Past Medical and Social History​

  • Mild chronic obstructive pulmonary disease
  • Former smoking: 10 pack-years​
  • Quit tobacco smoking 25 years ago​

Physical Examination ​

  • Pulmonary: notable for diminished breath sounds over the left lung base​
  • Neurologic: alert and oriented times 3; appropriately follows commands; gross and fine motor skills intact ​
  • ECOG performance status: 1

Diagnostics

  • Laboratory profile: complete blood cell count, differential, and comprehensive metabolic panel within normal limits​
  • CT scan of the chest and abdomen: ​9.0-cm spiculated mass in the left lower lobe;​ loculated pleural effusion in the left hemithorax;​ and suspicious for right adrenal metastasis​
  • 18F-FDG (fluorodeoxyglucose) PET/CT: avid FDG uptake in the left lung mass, pleura, and right adrenal gland​
  • Brain MRI: negative​
  • Histopathology:​ Image-guided biopsy of the lung mass and histopathological examination confirms poorly differentiated adenocarcinoma​
  • Staging: T4N0M1c (stage IV)

Findings on Immunohistochemistry and Genomic Assay

  • Immunohistochemistry:
    • PD-L1 tumor proportion score: 90% (22C3 pharmDx assay)
    • HER2 immunohistochemistry 1+
  • Molecular Testing:
    • Tissue next-generation sequencing: negative for driver alterations in EGFR, ROS1, BRAF, ALK, RET, MET, ERBB2, NTRK, KRAS, and HER2
    • Microsatellite stable

Targeted Oncology: What do the NCCN guidelines recommend for a patient with metastatic NSCLC such as this?

Bruna Pellini, MD: On a daily basis, we can always reference to NCCN or American Society of Clinical Oncology guidelines. In terms of preferred lines, pembrolizumab [Keytruda] alone is Category 1, atezolizumab [Tecentriq] alone is Category 1, and cemiplimab [Libtayo] alone is Category 1, but also chemotherapy/immunotherapy [IO] is Category 1, either with pembrolizumab or cemiplimab. You can use dual IO or [IO plus chemotherapy]; they are labeled as other recommended.1

For this patient, the decision was to start immune checkpoint inhibitor monotherapy, so IO alone.

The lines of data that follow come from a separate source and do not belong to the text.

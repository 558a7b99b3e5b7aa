use std::time::Duration;

use axum::{
    body::Body,
    extract::Request,
    http::{Response, StatusCode},
    Router,
};
use http_body_util::BodyExt;
use secrecy::SecretString;
use serde_json::{json, Value};
use tower::util::ServiceExt;
use wiremock::{
    matchers::{body_partial_json, method, path},
    Mock, MockServer, ResponseTemplate,
};

use mrnotify::{router, AppState, Config, DiscordClient};

const TEST_TOKEN: &str = "It's a Secret to Everybody";
const DISCORD_PATH: &str = "/api/webhooks/1/abc";

const OPEN_EVENT: &str = r#"{"object_kind":"merge_request","object_attributes":{"action":"open","iid":42,"title":"Fix bug","source_branch":"fix","target_branch":"main","state":"opened","created_at":"2024-01-01T00:00:00Z","merge_status":"can_be_merged"},"project":{"path_with_namespace":"team/repo"},"user":{"name":"Jane","username":"jane"}}"#;

fn app(discord_url: &str, token: &str) -> Router {
    let config = Config {
        discord_webhook_url: discord_url.to_owned(),
        gitlab_webhook_token: SecretString::new(token.to_owned()),
        port: 0,
        request_timeout_ms: 2_000,
    };
    let discord = DiscordClient::new(&config.discord_webhook_url, config.request_timeout()).unwrap();
    router(AppState::new(config, discord))
}

async fn discord_mock(template: ResponseTemplate, expected_calls: u64) -> MockServer {
    let server = MockServer::start().await;
    Mock::given(method("POST"))
        .and(path(DISCORD_PATH))
        .respond_with(template)
        .expect(expected_calls)
        .mount(&server)
        .await;
    server
}

fn webhook_request(body: &str, token: Option<&str>) -> Request {
    let mut builder = Request::builder()
        .method("POST")
        .uri("/gitlab/webhook")
        .header("Content-Type", "application/json")
        .header("X-Gitlab-Event", "Merge Request Hook");
    if let Some(token) = token {
        builder = builder.header("X-Gitlab-Token", token);
    }
    builder.body(Body::from(body.to_owned())).unwrap()
}

async fn body_json(res: Response<Body>) -> Value {
    let bytes = res.into_body().collect().await.unwrap().to_bytes();
    serde_json::from_slice(&bytes).unwrap()
}

#[tokio::test]
async fn should_forward_merge_request() {
    let server = MockServer::start().await;
    Mock::given(method("POST"))
        .and(path(DISCORD_PATH))
        .and(body_partial_json(json!({
            "content": "",
            "allowed_mentions": {"parse": []},
            "embeds": [{"title": "🆕 [OPEN] team/repo !42"}]
        })))
        .respond_with(ResponseTemplate::new(204))
        .expect(1)
        .mount(&server)
        .await;

    let app = app(&format!("{}{DISCORD_PATH}", server.uri()), TEST_TOKEN);
    let res = app
        .oneshot(webhook_request(OPEN_EVENT, Some(TEST_TOKEN)))
        .await
        .unwrap();

    assert_eq!(res.status(), StatusCode::OK, "{res:?}");
    assert_eq!(body_json(res).await, json!({"ok": true}));
}

#[tokio::test]
async fn should_ignore_non_merge_request() {
    let server = discord_mock(ResponseTemplate::new(204), 0).await;
    let app = app(&format!("{}{DISCORD_PATH}", server.uri()), TEST_TOKEN);

    let res = app
        .oneshot(webhook_request(r#"{"object_kind":"push"}"#, Some(TEST_TOKEN)))
        .await
        .unwrap();

    assert_eq!(res.status(), StatusCode::OK, "{res:?}");
    assert_eq!(body_json(res).await, json!({"ok": true, "ignored": true}));
}

#[tokio::test]
async fn should_error_on_wrong_token() {
    let server = discord_mock(ResponseTemplate::new(204), 0).await;
    let app = app(&format!("{}{DISCORD_PATH}", server.uri()), TEST_TOKEN);

    let res = app
        .oneshot(webhook_request(
            OPEN_EVENT,
            Some("It's a Secret to Everybodz"),
        ))
        .await
        .unwrap();

    assert_eq!(res.status(), StatusCode::UNAUTHORIZED, "{res:?}");
    let body = body_json(res).await;
    assert_eq!(body["ok"], json!(false));
    assert!(!body.to_string().contains(TEST_TOKEN));
}

#[tokio::test]
async fn should_error_on_missing_token() {
    let server = discord_mock(ResponseTemplate::new(204), 0).await;
    let app = app(&format!("{}{DISCORD_PATH}", server.uri()), TEST_TOKEN);

    let res = app.oneshot(webhook_request(OPEN_EVENT, None)).await.unwrap();

    assert_eq!(res.status(), StatusCode::UNAUTHORIZED, "{res:?}");
}

#[tokio::test]
async fn should_accept_any_request_when_auth_disabled() {
    let server = discord_mock(ResponseTemplate::new(204), 2).await;
    let url = format!("{}{DISCORD_PATH}", server.uri());

    let res = app(&url, "")
        .oneshot(webhook_request(OPEN_EVENT, None))
        .await
        .unwrap();
    assert_eq!(res.status(), StatusCode::OK, "{res:?}");

    let res = app(&url, "")
        .oneshot(webhook_request(OPEN_EVENT, Some("whatever")))
        .await
        .unwrap();
    assert_eq!(res.status(), StatusCode::OK, "{res:?}");
}

#[tokio::test]
async fn should_error_on_malformed_json() {
    let server = discord_mock(ResponseTemplate::new(204), 0).await;
    let app = app(&format!("{}{DISCORD_PATH}", server.uri()), TEST_TOKEN);

    let res = app
        .oneshot(webhook_request("{not json", Some(TEST_TOKEN)))
        .await
        .unwrap();

    assert_eq!(res.status(), StatusCode::BAD_REQUEST, "{res:?}");
    assert_eq!(body_json(res).await["ok"], json!(false));
}

#[tokio::test]
async fn should_check_token_before_parsing_body() {
    let server = discord_mock(ResponseTemplate::new(204), 0).await;
    let app = app(&format!("{}{DISCORD_PATH}", server.uri()), TEST_TOKEN);

    let res = app
        .oneshot(webhook_request("{not json", Some("wrong")))
        .await
        .unwrap();

    assert_eq!(res.status(), StatusCode::UNAUTHORIZED, "{res:?}");
}

#[tokio::test]
async fn should_report_discord_failure() {
    let server = discord_mock(
        ResponseTemplate::new(500).set_body_string("server error"),
        1,
    )
    .await;
    let app = app(&format!("{}{DISCORD_PATH}", server.uri()), TEST_TOKEN);

    let res = app
        .oneshot(webhook_request(OPEN_EVENT, Some(TEST_TOKEN)))
        .await
        .unwrap();

    assert_eq!(res.status(), StatusCode::BAD_GATEWAY, "{res:?}");
    let body = body_json(res).await;
    let detail = body["error"].as_str().unwrap();
    assert!(detail.contains("500"), "{detail}");
    assert!(detail.contains("server error"), "{detail}");
}

#[tokio::test]
async fn should_report_unreachable_discord() {
    // Bind and release a port so nothing is listening on it.
    let port = std::net::TcpListener::bind("127.0.0.1:0")
        .unwrap()
        .local_addr()
        .unwrap()
        .port();
    let url = format!("http://127.0.0.1:{port}{DISCORD_PATH}");

    let res = app(&url, TEST_TOKEN)
        .oneshot(webhook_request(OPEN_EVENT, Some(TEST_TOKEN)))
        .await
        .unwrap();

    assert_eq!(res.status(), StatusCode::BAD_GATEWAY, "{res:?}");
}

#[tokio::test]
async fn should_report_missing_destination() {
    let res = app("", TEST_TOKEN)
        .oneshot(webhook_request(OPEN_EVENT, Some(TEST_TOKEN)))
        .await
        .unwrap();

    assert_eq!(res.status(), StatusCode::BAD_GATEWAY, "{res:?}");
    assert_eq!(
        body_json(res).await["error"],
        json!("Discord webhook URL is not configured")
    );
}

#[tokio::test]
async fn should_answer_health_check() {
    let res = app("", "")
        .oneshot(
            Request::builder()
                .uri("/health")
                .body(Body::empty())
                .unwrap(),
        )
        .await
        .unwrap();

    assert_eq!(res.status(), StatusCode::OK);
    assert_eq!(body_json(res).await, json!({"status": "ok"}));
}

#[tokio::test]
async fn should_wait_at_most_the_timeout() {
    let server = MockServer::start().await;
    Mock::given(method("POST"))
        .respond_with(ResponseTemplate::new(204).set_delay(Duration::from_secs(5)))
        .mount(&server)
        .await;
    let app = app(&format!("{}{DISCORD_PATH}", server.uri()), TEST_TOKEN);

    let res = tokio::time::timeout(
        Duration::from_secs(4),
        app.oneshot(webhook_request(OPEN_EVENT, Some(TEST_TOKEN))),
    )
    .await
    .expect("request outlived the outbound timeout")
    .unwrap();

    assert_eq!(res.status(), StatusCode::BAD_GATEWAY, "{res:?}");
}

What are the main trials looking at the IO monotherapy regimens for patients with high PD-L1 expression?

For IO alone in patients with PD-L1 high expression, we should really focus on EMPOWER-Lung 1 [NCT03088540], KEYNOTE-024 [NCT02142738], and IMpower110 [NCT02409342]. KEYNOTE is for pembrolizumab, Impower110 is for atezolizumab, and EMPOWER-Lung 1 is for cemiplimab. In all of these studies, you could use the chemotherapy up to 6 cycles as the comparator arm.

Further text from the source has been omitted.